Static forms are almost always a bad idea (and I'm being polite about "almost"). If your forms are taking a long time to create, you should identify what resource is taking so long to load and cache that as a static object, instead of trying to cache the entire form as static.
This is from MSDN:
When a form is displayed as a modal
dialog box, clicking the Close button
(the button with an X at the
upper-right corner of the form) causes
the form to be hidden and the
DialogResult property to be set to
DialogResult.Cancel. Unlike modeless
forms, the Close method is not called
by the .NET Framework when the user
clicks the close form button of a
dialog box or sets the value of the
DialogResult property. Instead the
form is hidden and can be shown again
without creating a new instance of the
dialog box. Because a form displayed
as a dialog box is not closed, you
must call the Dispose method of the
form when the form is no longer needed
by your application.
So once you show a form using ShowDialog and you now want to close it, just let it return DialogResult.Cancel
This will hide (it will still be in memory) your first form. Now you can call ShowDialog on your second form. Again, if you want to switch to first form then let the second form return DialogResult.Cancel and now just call ShowDialog on first form.
Try to use Hide() instead of Close(). I had a similar problem in the past and Hide() worked for me.
I think you should really treat Modal dialogs like method calls, and try to use the result of the Call to ShowDialog to determine what you want to do next? if you have a requirement to switch between dialogs you should use some sort of result (Maybe simply DialogResult see my example) or a public property of the dialog to determine if you need to Show another dialog, If you need to call one modal dialog from another you should think of it like a stack of forms, that effectively (even if you do make one invisible before calling another) place one upon the other. You really want to minimise this stacking of forms.
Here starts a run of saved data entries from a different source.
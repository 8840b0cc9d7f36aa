//! Viewer client against a throwaway WebSocket server.

use std::time::Duration;

use futures_util::SinkExt;
use tokio::net::TcpListener;
use tokio::sync::mpsc;
use tokio_tungstenite::accept_async;
use tokio_tungstenite::tungstenite::Message;
use vigil_client::{ClientConfig, ConnectionState, ReconnectPolicy, ViewerClient};
use vigil_core::{MonitorEvent, WireBody, WireMessage, encode_frame};

const WAIT: Duration = Duration::from_secs(5);

fn fast_policy() -> ReconnectPolicy {
    ReconnectPolicy {
        initial: Duration::from_millis(20),
        factor: 1.5,
        max: Duration::from_millis(200),
    }
}

async fn listener() -> (TcpListener, String) {
    let listener = TcpListener::bind("127.0.0.1:0").await.unwrap();
    let url = format!("ws://{}/api/events", listener.local_addr().unwrap());
    (listener, url)
}

fn recovered(host: &str) -> WireMessage {
    WireMessage::from(&MonitorEvent::host_recovered(host))
}

#[tokio::test]
async fn multi_message_frames_are_split_in_order() {
    let (listener, url) = listener().await;
    tokio::spawn(async move {
        let (stream, _) = listener.accept().await.unwrap();
        let mut socket = accept_async(stream).await.unwrap();
        let frame = format!(
            "{}\n\n{}\n{}\nnot json\n",
            recovered("a").to_line(),
            WireMessage::ping().to_line(),
            recovered("b").to_line(),
        );
        socket.send(Message::Text(frame.into())).await.unwrap();
        // Hold the connection open until the client leaves.
        tokio::time::sleep(WAIT).await;
    });

    let mut client = ViewerClient::connect(ClientConfig::new(url)).unwrap();
    let first = tokio::time::timeout(WAIT, client.recv()).await.unwrap().unwrap();
    let second = tokio::time::timeout(WAIT, client.recv()).await.unwrap().unwrap();

    let hosts: Vec<_> = [first, second]
        .into_iter()
        .map(|msg| match msg.body {
            WireBody::HostRecovered(p) => p.host,
            other => panic!("unexpected message {other:?}"),
        })
        .collect();
    assert_eq!(hosts, vec!["a", "b"]);

    client.disconnect().await.unwrap();
}

#[tokio::test]
async fn dropped_connection_is_reestablished() {
    let (listener, url) = listener().await;
    let (accepted_tx, mut accepted) = mpsc::unbounded_channel();
    tokio::spawn(async move {
        for round in 0..2 {
            let (stream, _) = listener.accept().await.unwrap();
            let mut socket = accept_async(stream).await.unwrap();
            accepted_tx.send(round).unwrap();
            let frame = encode_frame(&[recovered(&format!("round-{round}"))]);
            socket.send(Message::Text(frame.into())).await.unwrap();
            if round == 0 {
                // Unexpected close: the server goes away.
                drop(socket);
            } else {
                tokio::time::sleep(WAIT).await;
            }
        }
    });

    let config = ClientConfig::new(url).with_policy(fast_policy());
    let mut client = ViewerClient::connect(config).unwrap();

    for expected in ["round-0", "round-1"] {
        let msg = tokio::time::timeout(WAIT, client.recv()).await.unwrap().unwrap();
        assert_eq!(msg.body, recovered(expected).body);
    }
    assert_eq!(accepted.recv().await, Some(0));
    assert_eq!(accepted.recv().await, Some(1));

    let state = tokio::time::timeout(
        WAIT,
        client.wait_for_state(|s| *s == ConnectionState::Connected),
    )
    .await
    .unwrap();
    assert_eq!(state, Some(ConnectionState::Connected));

    client.disconnect().await.unwrap();
}

#[tokio::test]
async fn silent_connection_times_out_and_reconnects() {
    let (listener, url) = listener().await;
    let (accepted_tx, mut accepted) = mpsc::unbounded_channel();
    tokio::spawn(async move {
        let mut sockets = Vec::new();
        loop {
            let (stream, _) = listener.accept().await.unwrap();
            sockets.push(accept_async(stream).await.unwrap());
            if accepted_tx.send(sockets.len()).is_err() {
                break;
            }
        }
    });

    let config = ClientConfig::new(url)
        .with_policy(fast_policy())
        .with_idle_timeout(Some(Duration::from_millis(100)));
    let client = ViewerClient::connect(config).unwrap();

    // The first socket never speaks, so the client must open a second.
    let second = tokio::time::timeout(WAIT, async {
        loop {
            if accepted.recv().await == Some(2) {
                break;
            }
        }
    })
    .await;
    assert!(second.is_ok());

    client.disconnect().await.unwrap();
}

#[tokio::test]
async fn disconnect_ends_message_stream() {
    let (listener, url) = listener().await;
    tokio::spawn(async move {
        let (stream, _) = listener.accept().await.unwrap();
        let _socket = accept_async(stream).await.unwrap();
        tokio::time::sleep(WAIT).await;
    });

    let mut client = ViewerClient::connect(ClientConfig::new(url)).unwrap();
    let connected = tokio::time::timeout(
        WAIT,
        client.wait_for_state(|s| *s == ConnectionState::Connected),
    )
    .await
    .unwrap();
    assert_eq!(connected, Some(ConnectionState::Connected));
    assert_eq!(client.state(), ConnectionState::Connected);

    client.disconnect().await.unwrap();
}

#[tokio::test]
async fn disconnect_with_unread_backlog_returns() {
    let (listener, url) = listener().await;
    tokio::spawn(async move {
        let (stream, _) = listener.accept().await.unwrap();
        let mut socket = accept_async(stream).await.unwrap();
        let burst: Vec<_> = (0..10).map(|i| recovered(&format!("h{i}"))).collect();
        socket
            .send(Message::Text(encode_frame(&burst).into()))
            .await
            .unwrap();
        tokio::time::sleep(WAIT).await;
    });

    let mut config = ClientConfig::new(url);
    config.buffer = 2;
    let mut client = ViewerClient::connect(config).unwrap();
    tokio::time::timeout(
        WAIT,
        client.wait_for_state(|s| *s == ConnectionState::Connected),
    )
    .await
    .unwrap();
    // Let the session fill the buffer and stall on the third message.
    tokio::time::sleep(Duration::from_millis(200)).await;

    let stopped = tokio::time::timeout(Duration::from_secs(3), client.disconnect()).await;
    assert!(matches!(stopped, Ok(Ok(()))));
}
This is a bit of a contrived example but each form here simply has a single button with DialogResult set to OK.
[STAThread]
static void Main()
{
Application.EnableVisualStyles();
Application.SetCompatibleTextRenderingDefault(false);
bool exit = false;
while (true)
{
if (exit) break;
using (Form1 frm = new Form1())
{
switch(frm.ShowDialog())
{
case DialogResult.OK:
break;
default:
exit = true;
break;
}
}
if(exit) break;
using (Form2 frm = new Form2())
{
switch(frm.ShowDialog())
{
case DialogResult.OK:
break;
default:
exit = true;
break;
}
}
}
}
to exit simply click the red close (x) button.
Check out the difference between Close and Hide. And the difference between Show and ShowDialog.
It's not really clear to me what you want to achieve; you only (partially) describe what you done in code and the symptom of the problem you are having. Could you please describe what you are trying to do?
If your goal is to have two dialogs showing from your main window where only one of the two can be visible at the same time, then there are perhaps better solutions than using two static (=global) public Form instances that you show using ShowDialog.
Have you thought of using one dialog Form for this that just changes it appearance depending on the situation?